Iran’s oil, Europe’s oil imports, many threats, upward prices
The concern about the multi-bloc confrontation with Iran (the Islamic Republic of, to use the official name) has continued from December 2011 into January 2012. Oil prices and petroleum products markets have been affected. There have been oft-repeated and serious concerns that there could be some armed confrontation, especially involving Israel and Iran. There has also been speculation that Iran’s government would block the Strait of Hormuz, through which about a third of all crude oil shipped worldwide passes. Some of these concerns have abated in the last week, but only partially.
Now, Der Spiegel has reported that although the European Union embargo on Iranian oil will only come into effect in six months, the leadership in Tehran wants to act first: Exports to Europe are set to be halted immediately. It is a move which could mean added difficulties for struggling economies in southern Europe. The Iranian government wants to present a bill to parliament this weekend calling for an immediate halt to oil deliveries to Europe.

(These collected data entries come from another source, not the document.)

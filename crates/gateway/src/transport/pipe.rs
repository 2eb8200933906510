//! Publisher writing encoded messages to a pipe channel

use std::sync::Arc;

use async_trait::async_trait;
use log::{error, warn};
use serde::Serialize;

use crate::codec;
use crate::error::{ChannelError, GatewayError};
use crate::transport::{Channel, Publisher, Transport};

/// Sends each published message as one frame on a connected channel
pub struct PipePublisher<T: Transport> {
    channel: Arc<Channel<T>>,
}

impl<T: Transport> PipePublisher<T> {
    pub fn new(channel: Arc<Channel<T>>) -> Self {
        Self { channel }
    }

    pub fn channel(&self) -> &Arc<Channel<T>> {
        &self.channel
    }
}

#[async_trait]
impl<T, M> Publisher<M> for PipePublisher<T>
where
    T: Transport,
    M: Serialize + Send + Sync,
{
    async fn publish(&self, msg: &M) -> Result<(), GatewayError> {
        if !self.channel.is_connected() {
            warn!("Cannot send on {}: not connected", self.channel.name());
            return Err(ChannelError::NotConnected.into());
        }
        let frame = codec::encode(msg)?;
        self.channel.write(&frame).await.map_err(|e| {
            error!("Error sending on {}: {}", self.channel.name(), e);
            GatewayError::from(e)
        })
    }
}
//! Hermes Order Ledger
//!
//! The authoritative in-memory record of orders sent to the platform:
//! - **Pending**: submitted, no platform response yet
//! - **Active**: the platform reported a fill (full or partial)
//! - **History**: rejected or canceled, terminal
//!
//! ## Architecture
//!
//! ```text
//! submit(spec) ──► Pending ──► order_request ──► Outbound pipe
//!                     │
//! Dispatcher ─► order_response ──┬─ filled / partially_filled ──► Active
//!                                └─ rejected / canceled ─────────► History
//!                                          │
//!                                          ▼
//!                                 order-update subscribers
//!
//! Dispatcher ─► market_data ──► per-symbol cache ──► market-data subscribers
//! Dispatcher ─► error ────────► error subscribers
//! ```
//!
//! An order id lives in exactly one bucket at a time. Subscribers receive
//! copies; the live records stay behind the ledger's lock.

pub mod book;
pub mod error;
pub mod ids;
pub mod ledger;

pub use book::{Bucket, LedgerBook, Transition};
pub use error::{LedgerError, Result};
pub use ids::OrderIdGenerator;
pub use ledger::{OrderLedger, PlatformError};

The move, with most reports citing the Iranian news agency Mehr, has come about in response to the EU agreement to impose sanctions against Iran, which were announced earlier this week.

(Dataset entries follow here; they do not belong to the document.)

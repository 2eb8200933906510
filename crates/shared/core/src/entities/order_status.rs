use serde::{Deserialize, Serialize};

/// Order lifecycle status as reported by the trading platform
///
/// `Pending` is local: the order was submitted and no response arrived yet.
#[derive(Debug, Clone, Copy, PartialEq, Eq, Hash, Serialize, Deserialize)]
#[serde(rename_all = "snake_case")]
pub enum OrderStatus {
    /// Submitted, awaiting the platform's response
    Pending,
    /// Order has been partially filled
    PartiallyFilled,
    /// Order has been completely filled
    Filled,
    /// Order has been canceled
    #[serde(alias = "cancelled")]
    Canceled,
    /// Order was rejected by the platform
    Rejected,
    /// Any status string this bridge does not know about
    #[serde(other)]
    Unknown,
}

impl OrderStatus {
    /// Returns true if the order has (at least partially) executed
    pub fn is_live(&self) -> bool {
        matches!(self, OrderStatus::Filled | OrderStatus::PartiallyFilled)
    }

    /// Returns true if the order can no longer execute
    pub fn is_terminal(&self) -> bool {
        matches!(self, OrderStatus::Canceled | OrderStatus::Rejected)
    }

    pub fn as_str(&self) -> &'static str {
        match self {
            OrderStatus::Pending => "pending",
            OrderStatus::PartiallyFilled => "partially_filled",
            OrderStatus::Filled => "filled",
            OrderStatus::Canceled => "canceled",
            OrderStatus::Rejected => "rejected",
            OrderStatus::Unknown => "unknown",
        }
    }
}

impl std::fmt::Display for OrderStatus {
    fn fmt(&self, f: &mut std::fmt::Formatter<'_>) -> std::fmt::Result {
        f.write_str(self.as_str())
    }
}

#[cfg(test)]
mod tests {
    use super::*;

    #[test]
    fn test_status_classification() {
        assert!(OrderStatus::Filled.is_live());
        assert!(OrderStatus::PartiallyFilled.is_live());
        assert!(!OrderStatus::Pending.is_live());
        assert!(OrderStatus::Rejected.is_terminal());
        assert!(OrderStatus::Canceled.is_terminal());
        assert!(!OrderStatus::Unknown.is_terminal());
    }

    #[test]
    fn test_status_wire_names() {
        let parse = |s: &str| serde_json::from_value::<OrderStatus>(serde_json::json!(s)).unwrap();
        assert_eq!(parse("partially_filled"), OrderStatus::PartiallyFilled);
        assert_eq!(parse("cancelled"), OrderStatus::Canceled);
        assert_eq!(parse("expired"), OrderStatus::Unknown);
    }
}
//! Hermes Clock Infrastructure
//!
//! Time sources behind the [`Clock`] port:
//!
//! - [`SystemClock`]: wall-clock time for production
//! - [`ManualClock`]: frozen time that only moves when told to, for tests
//!
//! ```ignore
//! use hermes_clock::{Clock, ManualClock};
//! use chrono::Duration;
//!
//! let clock = ManualClock::starting_now();
//! let before = clock.now();
//! clock.advance(Duration::seconds(31));
//! assert_eq!(clock.now() - before, Duration::seconds(31));
//! ```

mod manual;
mod system;

pub use manual::ManualClock;
pub use system::SystemClock;

// Re-export the Clock trait for convenience
pub use hermes_ports::Clock;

The sanctions banned any new contracts for buying oil from Iran, but allowed existing deals to continue until July in order to give countries time to find other sources. But that process is now at risk after the latest move from Tehran, a step the Iranian government had already threatened. “If this bill is passed, the government will be forced to stop selling oil to Europe before the actual implementation of their sanctions,” said Emad Hosseini, spokesman for the Iranian parliament’s energy commission, reportedly said. The bill is set to become law on Sunday.

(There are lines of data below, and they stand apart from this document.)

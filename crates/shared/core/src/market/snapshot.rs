use rust_decimal::Decimal;
use serde::{Deserialize, Serialize};
use serde_json::{Map, Value};

/// Quote block of a `refresh` response
#[derive(Debug, Clone, Default, PartialEq, Serialize, Deserialize)]
#[serde(default)]
pub struct MarketInfo {
    pub symbol: Option<String>,
    pub bid: Option<Decimal>,
    pub ask: Option<Decimal>,
    pub last: Option<Decimal>,
}

/// Account block of a `refresh` response
#[derive(Debug, Clone, Default, PartialEq, Serialize, Deserialize)]
#[serde(default)]
pub struct AccountInfo {
    pub balance: Option<Decimal>,
    pub equity: Option<Decimal>,
    pub margin: Option<Decimal>,
}

/// Market, account and portfolio snapshot returned by the `refresh` command
#[derive(Debug, Clone, Default, PartialEq, Serialize, Deserialize)]
#[serde(default)]
pub struct RefreshSnapshot {
    pub market_info: MarketInfo,
    pub account_info: AccountInfo,
    /// Anything else the platform sends (portfolio, positions, ...)
    #[serde(flatten)]
    pub extra: Map<String, Value>,
}

impl RefreshSnapshot {
    /// Parse the `data` object of a successful refresh response
    pub fn from_data(data: &Map<String, Value>) -> Result<Self, serde_json::Error> {
        serde_json::from_value(Value::Object(data.clone()))
    }

    /// Human-readable lines for display surfaces
    pub fn summary_lines(&self) -> Vec<String> {
        let mut lines = Vec::new();
        let market = &self.market_info;
        let account = &self.account_info;

        if let Some(symbol) = &market.symbol {
            lines.push(format!("Symbol: {symbol}"));
        }
        if let (Some(bid), Some(ask)) = (market.bid, market.ask) {
            lines.push(format!("Bid: {bid} | Ask: {ask}"));
        }
        if let Some(last) = market.last {
            lines.push(format!("Last price: {last}"));
        }
        if let Some(balance) = account.balance {
            lines.push(format!("Balance: {balance}"));
        }
        if let Some(equity) = account.equity {
            lines.push(format!("Equity: {equity}"));
        }
        if let Some(margin) = account.margin {
            lines.push(format!("Margin: {margin}"));
        }

        if lines.is_empty() {
            lines.push("Market data received but no details available".to_string());
        }
        lines
    }
}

The EU sanctions allow for oil deliveries from Iran until July 1. Any pre-empting of this timescale by Tehran could prove problematic for countries like Italy, Greece and Spain, who would need to urgently find new suppliers. China, meanwhile, a major importer of Iranian oil, has also criticized the EU sanctions. The Xinhua news agency quoted the Chinese Foreign Ministry on Thursday as saying: “To blindly pressure and impose sanctions on Iran are not constructive approaches.” Many members of the EU are now heavily dependent on Iranian oil. Some 500,000 barrels arrive in Europe every day from Iran, with southern European countries consuming most of it. Greece is the most exposed, receiving a third of all its oil imports from Iran, but Italy too depends on Iran for 13 percent of its oil needs. If this source were to dry up abruptly, the economic conditions in the two struggling countries could become even worse.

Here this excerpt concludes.